The bus made one more stop, and was just pulling up to her bus stop when all of a sudden the woman next to her made a grab for the handbag Dara was clasping in her hands. Lucky for her, she was prepared for just such a contingency, and as she held on fast to the priceless item, the woman gave it a hard yank, which almost dislocated Dara’s shoulder. And since she had opened her throat and was screaming at the top of her lungs, the wanna-be thief became alarmed and finally let go and hurriedly stepped off the bus!

And as the bus driver came from behind the wheel to see what was going on, she pointed to the mugger who was running from the scene as fast as her legs could carry her, and yelled, “She tried to steal my bag!”

The driver cursed and stepped off the bus, but of course it was too late. Stepping on again, he said, “Don’t worry, I’ve got her on film.” And he pointed to a camera that was located at the front of the bus and covered the entire vehicle. “I’ll call the police,” he announced, but Dara quickly shook her head.

“No need,” she said. The last thing she needed was to be waylaid and arrive home late. Karen hated it when her personnel arrived late, and she would hate it even more if Dara got involved with the police somehow.

“What do you mean, ‘No need?’” asked the bus driver with a touch of annoyance. “You have to report this, ma’am. This person needs to be caught.”

“I was mugged the same way last week,” another woman announced. “I never even saw them until it was too late.”

“Was it the same person?” asked a third passenger, a man.

“I’m not sure,” said the woman. “I didn’t get a good look at her.”

Dara noticed that the woman was also wearing a smartwatch that looked very similar to the one she was wearing. Which was impossible, of course, since hers was a prototype.

“Look, there’s no two ways about it,” said the driver, who was a thickset man with an impressive Super Mario mustache. “I’m calling the police, and you’re going to give them a full statement.”

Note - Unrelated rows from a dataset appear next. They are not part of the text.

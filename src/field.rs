//! Fields and the per-record set of decoded fields.

use std::collections::HashMap;
use std::fmt;

use base64::{engine::general_purpose::STANDARD, Engine as _};
use serde::de::{self, Visitor};
use serde::{Deserialize, Deserializer, Serialize, Serializer};

use crate::error::{Error, Result};
use crate::header::FieldHeader;
use crate::registry::FieldMap;
use crate::tag::Tag;

/// Uninterpreted bytes.
///
/// Written out verbatim in binary form, and as a base64 string in structured form.
#[derive(Clone, Default, PartialEq, Eq)]
pub struct RawData(pub Vec<u8>);

impl fmt::Debug for RawData {
    fn fmt(&self, f: &mut fmt::Formatter) -> fmt::Result {
        write!(f, "RawData({} bytes)", self.0.len())
    }
}

impl From<Vec<u8>> for RawData {
    fn from(v: Vec<u8>) -> Self {
        RawData(v)
    }
}

impl AsRef<[u8]> for RawData {
    fn as_ref(&self) -> &[u8] {
        &self.0
    }
}

impl Serialize for RawData {
    fn serialize<S: Serializer>(&self, serializer: S) -> Result<S::Ok, S::Error> {
        if serializer.is_human_readable() {
            serializer.serialize_str(&STANDARD.encode(&self.0))
        } else {
            serializer.serialize_bytes(&self.0)
        }
    }
}

impl<'de> Deserialize<'de> for RawData {
    fn deserialize<D: Deserializer<'de>>(deserializer: D) -> Result<Self, D::Error> {
        struct Base64Visitor;

        impl<'de> Visitor<'de> for Base64Visitor {
            type Value = RawData;

            fn expecting(&self, fmt: &mut fmt::Formatter<'_>) -> fmt::Result {
                write!(fmt, "a base64 string")
            }

            fn visit_str<E: de::Error>(self, v: &str) -> Result<RawData, E> {
                STANDARD
                    .decode(v)
                    .map(RawData)
                    .map_err(|e| E::custom(format!("invalid base64: {}", e)))
            }
        }

        if deserializer.is_human_readable() {
            deserializer.deserialize_str(Base64Visitor)
        } else {
            serde_bytes::ByteBuf::deserialize(deserializer).map(|b| RawData(b.into_vec()))
        }
    }
}

/// The value carried by a field.
#[derive(Clone, Debug, PartialEq)]
pub enum FieldValue {
    /// Decoded by the field map's codec, held in structured form.
    Typed(serde_json::Value),
    /// The payload exactly as it appeared in the file.
    Raw(Vec<u8>),
}

impl FieldValue {
    pub fn is_raw(&self) -> bool {
        matches!(self, FieldValue::Raw(_))
    }

    /// The structured form handed to record shapes. Raw payloads show up as base64 strings,
    /// which is what [`RawData`] reads.
    pub fn to_structured(&self) -> serde_json::Value {
        match self {
            FieldValue::Typed(v) => v.clone(),
            FieldValue::Raw(bytes) => serde_json::Value::String(STANDARD.encode(bytes)),
        }
    }
}

/// One field of a leaf record.
#[derive(Clone, Debug, PartialEq)]
pub struct Field {
    pub header: FieldHeader,
    pub value: FieldValue,
}

impl Field {
    pub fn raw(tag: Tag, payload: Vec<u8>) -> Result<Self> {
        Ok(Self {
            header: FieldHeader::for_payload(tag, payload.len())?,
            value: FieldValue::Raw(payload),
        })
    }

    pub fn tag(&self) -> Tag {
        self.header.tag
    }

    /// Binary payload for this field. Typed values go back through the codec bound in `map`.
    pub fn payload(&self, map: Option<&FieldMap>) -> Result<Vec<u8>> {
        match &self.value {
            FieldValue::Raw(bytes) => Ok(bytes.clone()),
            FieldValue::Typed(value) => {
                let codec = map
                    .and_then(|m| m.field_decoder(self.header.tag))
                    .ok_or(Error::UnknownFieldDecoder {
                        record: map.map(|m| m.record()).unwrap_or(Tag::new([0; 4])),
                        field: self.header.tag,
                    })?;
                codec.encode(value)
            }
        }
    }

    /// Write header and payload, with the size taken from the payload actually written.
    pub fn write(&self, map: Option<&FieldMap>, buf: &mut Vec<u8>) -> Result<()> {
        let payload = self.payload(map)?;
        write_field(buf, self.header.tag, &payload)
    }
}

/// Frame a payload with a field header.
pub fn write_field(buf: &mut Vec<u8>, tag: Tag, payload: &[u8]) -> Result<()> {
    FieldHeader::for_payload(tag, payload.len())?.write(buf);
    buf.extend_from_slice(payload);
    Ok(())
}

/// Convert a value to its structured form. Unlike `serde_json::to_value`, an `f32` keeps its
/// shortest `f32` rendering (`1.7`, not `1.7000000476837158`).
pub(crate) fn to_structured<T: Serialize + ?Sized>(value: &T) -> Result<serde_json::Value> {
    Ok(serde_json::from_str(&serde_json::to_string(value)?)?)
}

/// Structured form of a single field: `{"tag": "EDID", "typed": ...}` or
/// `{"tag": "XXXX", "raw": "<base64>"}`.
#[derive(Serialize, Deserialize)]
struct FieldDoc {
    tag: Tag,
    #[serde(default, skip_serializing_if = "Option::is_none")]
    typed: Option<serde_json::Value>,
    #[serde(default, skip_serializing_if = "Option::is_none")]
    raw: Option<RawData>,
}

impl Serialize for Field {
    fn serialize<S: Serializer>(&self, serializer: S) -> Result<S::Ok, S::Error> {
        let doc = match &self.value {
            FieldValue::Typed(v) => FieldDoc {
                tag: self.header.tag,
                typed: Some(v.clone()),
                raw: None,
            },
            FieldValue::Raw(bytes) => FieldDoc {
                tag: self.header.tag,
                typed: None,
                raw: Some(RawData(bytes.clone())),
            },
        };
        doc.serialize(serializer)
    }
}

impl<'de> Deserialize<'de> for Field {
    fn deserialize<D: Deserializer<'de>>(deserializer: D) -> Result<Self, D::Error> {
        let doc = FieldDoc::deserialize(deserializer)?;
        // The size is recomputed whenever the field is written
        let header = FieldHeader::new(doc.tag, 0);
        match (doc.typed, doc.raw) {
            (Some(v), None) => Ok(Field {
                header,
                value: FieldValue::Typed(v),
            }),
            (None, Some(raw)) => {
                let header = FieldHeader::for_payload(doc.tag, raw.0.len())
                    .map_err(de::Error::custom)?;
                Ok(Field {
                    header,
                    value: FieldValue::Raw(raw.0),
                })
            }
            _ => Err(de::Error::custom(format!(
                "field {} needs exactly one of `typed` or `raw`",
                doc.tag
            ))),
        }
    }
}

/// Every field of one record, in file order, indexed by tag.
///
/// Fields sharing a tag keep their relative order within the tag's bucket.
#[derive(Clone, Debug, Default, PartialEq)]
pub struct DecodedFields {
    fields: Vec<Field>,
    by_tag: HashMap<Tag, Vec<usize>>,
}

impl DecodedFields {
    pub fn new() -> Self {
        Self::default()
    }

    pub fn push(&mut self, field: Field) {
        self.by_tag
            .entry(field.tag())
            .or_default()
            .push(self.fields.len());
        self.fields.push(field);
    }

    pub fn contains(&self, tag: Tag) -> bool {
        self.by_tag.contains_key(&tag)
    }

    /// All fields carrying `tag`, in arrival order.
    pub fn bucket(&self, tag: Tag) -> impl Iterator<Item = &Field> + '_ {
        self.by_tag
            .get(&tag)
            .into_iter()
            .flatten()
            .map(move |i| &self.fields[*i])
    }

    pub fn iter(&self) -> std::slice::Iter<'_, Field> {
        self.fields.iter()
    }

    pub fn len(&self) -> usize {
        self.fields.len()
    }

    pub fn is_empty(&self) -> bool {
        self.fields.is_empty()
    }

    pub fn into_vec(self) -> Vec<Field> {
        self.fields
    }

    /// Encode every field in arrival order.
    pub fn write(&self, map: Option<&FieldMap>, buf: &mut Vec<u8>) -> Result<()> {
        for field in &self.fields {
            field.write(map, buf)?;
        }
        Ok(())
    }
}

impl FromIterator<Field> for DecodedFields {
    fn from_iter<I: IntoIterator<Item = Field>>(iter: I) -> Self {
        let mut fields = DecodedFields::new();
        for field in iter {
            fields.push(field);
        }
        fields
    }
}

impl<'a> IntoIterator for &'a DecodedFields {
    type Item = &'a Field;
    type IntoIter = std::slice::Iter<'a, Field>;

    fn into_iter(self) -> Self::IntoIter {
        self.fields.iter()
    }
}

#[cfg(test)]
mod test {
    use super::*;
    use serde_json::json;

    fn tag(s: &str) -> Tag {
        s.parse().unwrap()
    }

    #[test]
    fn buckets_keep_order() {
        let fields: DecodedFields = vec![
            Field::raw(tag("MAST"), b"A.esm\0".to_vec()).unwrap(),
            Field::raw(tag("DATA"), vec![0; 8]).unwrap(),
            Field::raw(tag("MAST"), b"B.esm\0".to_vec()).unwrap(),
        ]
        .into_iter()
        .collect();
        assert_eq!(fields.len(), 3);
        assert!(fields.contains(tag("DATA")));
        assert!(!fields.contains(tag("EDID")));
        let masters: Vec<_> = fields
            .bucket(tag("MAST"))
            .map(|f| match &f.value {
                FieldValue::Raw(b) => b.clone(),
                _ => unreachable!(),
            })
            .collect();
        assert_eq!(masters, vec![b"A.esm\0".to_vec(), b"B.esm\0".to_vec()]);
        let order: Vec<Tag> = fields.iter().map(|f| f.tag()).collect();
        assert_eq!(order, vec![tag("MAST"), tag("DATA"), tag("MAST")]);
        assert_eq!(fields.bucket(tag("EDID")).count(), 0);
    }

    #[test]
    fn raw_fields_write_verbatim() {
        let fields: DecodedFields = vec![Field::raw(tag("XXXX"), vec![1, 2, 3]).unwrap()]
            .into_iter()
            .collect();
        let mut buf = Vec::new();
        fields.write(None, &mut buf).unwrap();
        assert_eq!(buf, vec![b'X', b'X', b'X', b'X', 3, 0, 1, 2, 3]);
    }

    #[test]
    fn typed_without_codec_fails() {
        let field = Field {
            header: FieldHeader::new(tag("EDID"), 0),
            value: FieldValue::Typed(json!("Iron")),
        };
        assert!(matches!(
            field.payload(None),
            Err(Error::UnknownFieldDecoder { .. })
        ));
    }

    #[test]
    fn structured_field_forms() {
        let raw = Field::raw(tag("XXXX"), vec![0xDE, 0xAD]).unwrap();
        let json = serde_json::to_value(&raw).unwrap();
        assert_eq!(json, json!({"tag": "XXXX", "raw": "3q0="}));
        let back: Field = serde_json::from_value(json).unwrap();
        assert_eq!(back, raw);

        let typed = Field {
            header: FieldHeader::new(tag("EDID"), 0),
            value: FieldValue::Typed(json!("Iron")),
        };
        let json = serde_json::to_value(&typed).unwrap();
        assert_eq!(json, json!({"tag": "EDID", "typed": "Iron"}));
        let back: Field = serde_json::from_value(json).unwrap();
        assert_eq!(back, typed);

        assert!(serde_json::from_value::<Field>(json!({"tag": "EDID"})).is_err());
    }

    #[test]
    fn raw_data_forms() {
        let data = RawData(vec![1, 2, 3]);
        assert_eq!(serde_json::to_value(&data).unwrap(), json!("AQID"));
        assert_eq!(crate::ser::to_bytes(&data).unwrap(), vec![1, 2, 3]);
        let back: RawData = crate::de::from_bytes(&[1, 2, 3]).unwrap();
        assert_eq!(back, data);
    }

    #[test]
    fn floats_keep_short_form() {
        let value = to_structured(&(1.7f32, 5f32, 0.1f64)).unwrap();
        assert_eq!(value.to_string(), "[1.7,5.0,0.1]");
        let back: (f32, f32, f64) = serde_json::from_value(value).unwrap();
        assert_eq!(back, (1.7f32, 5f32, 0.1f64));
    }
}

And since he was so forceful about it, Dara meekly nodded. She might be afraid of Karen’s reaction, but this driver scared her even more. He was, after all, an authority figure, and as her mom and dad had always taught her, authority figures were to be respected and obeyed. And so as the driver called the cops and the other passengers all flocked around to comfort Dara and give their versions of the events, one man stayed out of the fray. He was the last man who had stepped on the bus, directly in front of the woman, and Dara noticed how he didn’t join the conversation. Instead, he sat playing with his own smartwatch, then placed his phone to his ear and proceeded to softly speak into the device, occasionally darting a glance in Dara’s direction. She reckoned he was probably unhappy at the delay, like she was.

It wasn’t long before the police arrived, and as she gave them her version of the events that had transpired, and then the other passengers chimed in to corroborate her story, and also the driver, she hoped Karen wouldn’t be too upset. But as the very kind officer explained to her, her employer shouldn’t be upset. If anything, she should be very pleased that she had managed to save her handbag from being stolen. And it was as she sat talking to the officer, that she suddenly noticed something.

“My handbag!” she said, looking around. “It’s gone! I put it down for a moment and it’s gone!”

And as she looked around, she saw that the man who had been fiddling with his watch was also gone.